The singular beauty of weaponized chaos muppetry is that one can do all of those bad things at the same time. And the singular purpose of weaponized chaos muppetry is to immediately foment discord among anyone who actually cares about, say, the cratering economy, and the COVID death count, and the Republican failure to protect unemployment benefits, and the integrity of the election, and the continued functioning of imperiled institutions, and about which of those things is the real thing and which is the shiny object. When Steve Bannon reportedly talked in 2018 about how the enemy was the media and how you deal with the media by “flood[ing] the zone with shit,” this is what he was tilting at: If you can just kick up infinite dust storms comprised of infinite particles, each of which may or may not be true or salient or important, you can rapidly get to the point at which everything simultaneously matters too much and nothing seems to matter at all. As Sean Illing at Vox wrote after the impeachment, while the traditional role of propaganda was to flood the airwaves with a coherent narrative, Russian President Vladimir Putin’s contribution to the propaganda field was to use the media to “engineer a fog of disinformation, producing just enough distrust to ensure that the public can never mobilize around a coherent narrative.” The purpose is to sow precisely the kind of dissent that fully paralyzes efforts to organize around any of these crises. And if the sheer exhaustion that comes from fighting all the side battles and screaming about distractions within a fragmented and polarized (and very profitable) media ecosystem brings about a numbness and inability to consume any more of it, well, that too is scored a win.

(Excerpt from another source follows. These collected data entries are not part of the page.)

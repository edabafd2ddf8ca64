//! One-shot hardware peripheral initialization and thin pin wrappers.
//!
//! Configures GPIO directions, LEDC timers/channels and the tachometer ISR
//! using raw ESP-IDF sys calls.  Called once from `main()` before the
//! control loop starts.  The wrappers at the bottom expose the configured
//! pins through `embedded-hal` traits so the drivers stay target-agnostic.

#[cfg(target_os = "espidf")]
use esp_idf_svc::sys::*;

use core::convert::Infallible;

use embedded_hal::digital::{self, InputPin, OutputPin};
use embedded_hal::pwm::{self, SetDutyCycle};

#[cfg(target_os = "espidf")]
use crate::pins;

// ── Error type ────────────────────────────────────────────────

/// Errors during one-shot peripheral initialization.
#[derive(Debug, Clone, Copy, PartialEq, Eq)]
pub enum HwInitError {
    GpioConfigFailed(i32),
    LedcInitFailed(i32),
    IsrInstallFailed(i32),
}

impl core::fmt::Display for HwInitError {
    fn fmt(&self, f: &mut core::fmt::Formatter<'_>) -> core::fmt::Result {
        match self {
            Self::GpioConfigFailed(rc) => write!(f, "GPIO config failed (rc={})", rc),
            Self::LedcInitFailed(rc) => write!(f, "LEDC timer/channel config failed (rc={})", rc),
            Self::IsrInstallFailed(rc) => write!(f, "GPIO ISR service install failed (rc={})", rc),
        }
    }
}

impl From<HwInitError> for crate::error::Error {
    fn from(_: HwInitError) -> Self {
        crate::error::Error::Init("peripheral init failed")
    }
}

#[cfg(target_os = "espidf")]
use log::info;

#[cfg(target_os = "espidf")]
pub fn init_peripherals() -> Result<(), HwInitError> {
    // SAFETY: Called once from main() before the control loop; single-threaded.
    unsafe {
        init_gpio()?;
        init_ledc()?;
    }
    info!("hw_init: all peripherals configured");
    Ok(())
}

#[cfg(not(target_os = "espidf"))]
pub fn init_peripherals() -> Result<(), HwInitError> {
    log::info!("hw_init(sim): peripheral init skipped");
    Ok(())
}

// ── GPIO ──────────────────────────────────────────────────────

#[cfg(target_os = "espidf")]
unsafe fn config_pin(pin: i32, mode: gpio_mode_t, pull_up: bool) -> Result<(), HwInitError> {
    let cfg = gpio_config_t {
        pin_bit_mask: 1u64 << pin,
        mode,
        pull_up_en: if pull_up {
            gpio_pullup_t_GPIO_PULLUP_ENABLE
        } else {
            gpio_pullup_t_GPIO_PULLUP_DISABLE
        },
        pull_down_en: gpio_pulldown_t_GPIO_PULLDOWN_DISABLE,
        intr_type: gpio_int_type_t_GPIO_INTR_DISABLE,
    };
    let ret = unsafe { gpio_config(&cfg) };
    if ret != ESP_OK as i32 {
        return Err(HwInitError::GpioConfigFailed(ret));
    }
    Ok(())
}

#[cfg(target_os = "espidf")]
unsafe fn init_gpio() -> Result<(), HwInitError> {
    unsafe {
        // Fan supply switch: starts LOW (hard-killed).
        config_pin(pins::FAN_POWER_GPIO, gpio_mode_t_GPIO_MODE_OUTPUT, false)?;
        gpio_set_level(pins::FAN_POWER_GPIO, 0);

        // Open-collector tach output needs the pull-up.
        config_pin(pins::FAN_TACH_GPIO, gpio_mode_t_GPIO_MODE_INPUT, true)?;

        // 1-Wire and DHT22 data lines: open drain, external 4k7 pull-ups.
        for pin in [pins::ONEWIRE_GPIO, pins::AMBIENT_DHT_GPIO] {
            config_pin(pin, gpio_mode_t_GPIO_MODE_INPUT_OUTPUT_OD, false)?;
            gpio_set_level(pin, 1);
        }
    }
    info!("hw_init: GPIO configured");
    Ok(())
}

#[cfg(target_os = "espidf")]
pub fn gpio_read(pin: i32) -> bool {
    // SAFETY: register read on an already-configured pin.
    (unsafe { gpio_get_level(pin) }) != 0
}

#[cfg(not(target_os = "espidf"))]
pub fn gpio_read(_pin: i32) -> bool {
    true
}

#[cfg(target_os = "espidf")]
pub fn gpio_write(pin: i32, high: bool) {
    // SAFETY: pin was configured as an output in init_gpio(); main loop only.
    unsafe {
        gpio_set_level(pin, u32::from(high));
    }
}

#[cfg(not(target_os = "espidf"))]
pub fn gpio_write(_pin: i32, _high: bool) {}

// ── LEDC PWM ─────────────────────────────────────────────────

pub const LEDC_CH_SERVO: u32 = 0;
pub const LEDC_CH_FAN: u32 = 1;

/// 14-bit at 50 Hz gives ~1.2 µs servo resolution.
pub const SERVO_DUTY_BITS: u32 = 14;
/// 10-bit is the widest resolution LEDC reaches at 25 kHz from APB.
pub const FAN_DUTY_BITS: u32 = 10;

#[cfg(target_os = "espidf")]
unsafe fn init_ledc() -> Result<(), HwInitError> {
    let timers = [
        (ledc_timer_t_LEDC_TIMER_0, SERVO_DUTY_BITS, pins::SERVO_PWM_FREQ_HZ),
        (ledc_timer_t_LEDC_TIMER_1, FAN_DUTY_BITS, pins::FAN_PWM_FREQ_HZ),
    ];
    for (timer_num, bits, freq_hz) in timers {
        let cfg = ledc_timer_config_t {
            speed_mode: ledc_mode_t_LEDC_LOW_SPEED_MODE,
            timer_num,
            duty_resolution: bits,
            freq_hz,
            clk_cfg: soc_periph_ledc_clk_src_legacy_t_LEDC_AUTO_CLK,
            ..Default::default()
        };
        let ret = unsafe { ledc_timer_config(&cfg) };
        if ret != ESP_OK as i32 {
            return Err(HwInitError::LedcInitFailed(ret));
        }
    }

    let channels = [
        (LEDC_CH_SERVO, ledc_timer_t_LEDC_TIMER_0, pins::VENT_SERVO_GPIO),
        (LEDC_CH_FAN, ledc_timer_t_LEDC_TIMER_1, pins::FAN_PWM_GPIO),
    ];
    for (channel, timer_sel, gpio_num) in channels {
        let ret = unsafe {
            ledc_channel_config(&ledc_channel_config_t {
                speed_mode: ledc_mode_t_LEDC_LOW_SPEED_MODE,
                channel,
                timer_sel,
                gpio_num,
                duty: 0,
                hpoint: 0,
                ..Default::default()
            })
        };
        if ret != ESP_OK as i32 {
            return Err(HwInitError::LedcInitFailed(ret));
        }
    }

    info!("hw_init: LEDC configured (servo=CH0 @50Hz, fan=CH1 @25kHz)");
    Ok(())
}

#[cfg(target_os = "espidf")]
pub fn ledc_set(channel: u32, duty: u32) -> Result<(), i32> {
    // SAFETY: channel configured in init_ledc(); only the main loop writes.
    unsafe {
        let ret = ledc_set_duty(ledc_mode_t_LEDC_LOW_SPEED_MODE, channel, duty);
        if ret != ESP_OK as i32 {
            return Err(ret);
        }
        let ret = ledc_update_duty(ledc_mode_t_LEDC_LOW_SPEED_MODE, channel);
        if ret != ESP_OK as i32 {
            return Err(ret);
        }
    }
    Ok(())
}

#[cfg(not(target_os = "espidf"))]
pub fn ledc_set(_channel: u32, _duty: u32) -> Result<(), i32> {
    Ok(())
}

// ── Tachometer ISR ───────────────────────────────────────────

#[cfg(target_os = "espidf")]
unsafe extern "C" fn fan_tach_gpio_isr(_arg: *mut core::ffi::c_void) {
    crate::sensors::tach::fan_tach_isr_handler();
}

/// Install the per-pin GPIO ISR service and register the tach handler.
/// Call after init_peripherals() and before the control loop.
#[cfg(target_os = "espidf")]
pub fn init_isr_service() -> Result<(), HwInitError> {
    // SAFETY: gpio_install_isr_service is idempotent; ESP_ERR_INVALID_STATE
    // means it was already installed.  The handler only bumps an atomic.
    unsafe {
        let ret = gpio_install_isr_service(0);
        if ret != ESP_OK as i32 && ret != ESP_ERR_INVALID_STATE as i32 {
            return Err(HwInitError::IsrInstallFailed(ret));
        }

        gpio_set_intr_type(pins::FAN_TACH_GPIO, gpio_int_type_t_GPIO_INTR_NEGEDGE);
        let ret = gpio_isr_handler_add(
            pins::FAN_TACH_GPIO,
            Some(fan_tach_gpio_isr),
            core::ptr::null_mut(),
        );
        if ret != ESP_OK as i32 {
            return Err(HwInitError::IsrInstallFailed(ret));
        }
        gpio_intr_enable(pins::FAN_TACH_GPIO);
    }
    info!("hw_init: ISR service installed (fan tach)");
    Ok(())
}

#[cfg(not(target_os = "espidf"))]
pub fn init_isr_service() -> Result<(), HwInitError> {
    log::info!("hw_init(sim): ISR service skipped");
    Ok(())
}

// ── embedded-hal wrappers ─────────────────────────────────────

/// A failed ESP-IDF call behind an embedded-hal trait.
#[derive(Debug, Clone, Copy, PartialEq, Eq)]
pub struct EspError(pub i32);

impl pwm::Error for EspError {
    fn kind(&self) -> pwm::ErrorKind {
        pwm::ErrorKind::Other
    }
}

/// One configured LEDC channel.
pub struct LedcChannel {
    channel: u32,
    max_duty: u16,
}

impl LedcChannel {
    pub fn new(channel: u32, duty_bits: u32) -> Self {
        Self {
            channel,
            max_duty: ((1u32 << duty_bits) - 1) as u16,
        }
    }
}

impl pwm::ErrorType for LedcChannel {
    type Error = EspError;
}

impl SetDutyCycle for LedcChannel {
    fn max_duty_cycle(&self) -> u16 {
        self.max_duty
    }

    fn set_duty_cycle(&mut self, duty: u16) -> Result<(), EspError> {
        ledc_set(self.channel, u32::from(duty.min(self.max_duty))).map_err(EspError)
    }
}

/// Push-pull output (fan supply switch).
pub struct GpioOutput(pub i32);

impl digital::ErrorType for GpioOutput {
    type Error = Infallible;
}

impl OutputPin for GpioOutput {
    fn set_low(&mut self) -> Result<(), Infallible> {
        gpio_write(self.0, false);
        Ok(())
    }

    fn set_high(&mut self) -> Result<(), Infallible> {
        gpio_write(self.0, true);
        Ok(())
    }
}

/// Open-drain data line: `set_high` releases, `set_low` drives.
pub struct OpenDrainPin(pub i32);

impl digital::ErrorType for OpenDrainPin {
    type Error = Infallible;
}

impl OutputPin for OpenDrainPin {
    fn set_low(&mut self) -> Result<(), Infallible> {
        gpio_write(self.0, false);
        Ok(())
    }

    fn set_high(&mut self) -> Result<(), Infallible> {
        gpio_write(self.0, true);
        Ok(())
    }
}

impl InputPin for OpenDrainPin {
    fn is_high(&mut self) -> Result<bool, Infallible> {
        Ok(gpio_read(self.0))
    }

    fn is_low(&mut self) -> Result<bool, Infallible> {
        Ok(!gpio_read(self.0))
    }
}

So while it is indisputably the case that Donald Trump and William Barr intend to undermine trust in elections systems and Mike Pompeo plans to falsely say that they have the power to do so, the real question is not whether that, or the economy, or Trump’s twitter feed, is the shiny object to be disregarded and downplayed. The real question is what to do with a polity that—faced with intolerable anxiety about jobs, schools, health, democracy and the future of the post office—finds it justifiably difficult to live, awake and afraid, inside that anxiety without sniping about which of all these worries is the realest. They are all very real.
The brain wants what it wants. And what the brain wants now is a coherent metric of what is real and what is false as well as a ranking of what matters most and what matters least. The brain also could use a handy laminated green-orange-red warning chart that would let us know how to organize around each issue and when it’s time to break the glass each day. (Pro tip? It’s time.) It also wants a media that will do that sorting for us. But it’s possible that while the brain cannot process the enormity of what is occurring every morning, the country is nevertheless on the brink of a catastrophic economic crisis, constitutional crisis, public health crisis, and rule of law crisis, and these are all unfurling at once. We are racing around in circles in a zone flooded in shit. The best use of our time lies not in sorting and ranking the shit, or berating others for their sorting of it, but in trying to process it, track it, ingest it without becoming sick from it, and organizing to do something about all of it, any of it, some of it, before we drown.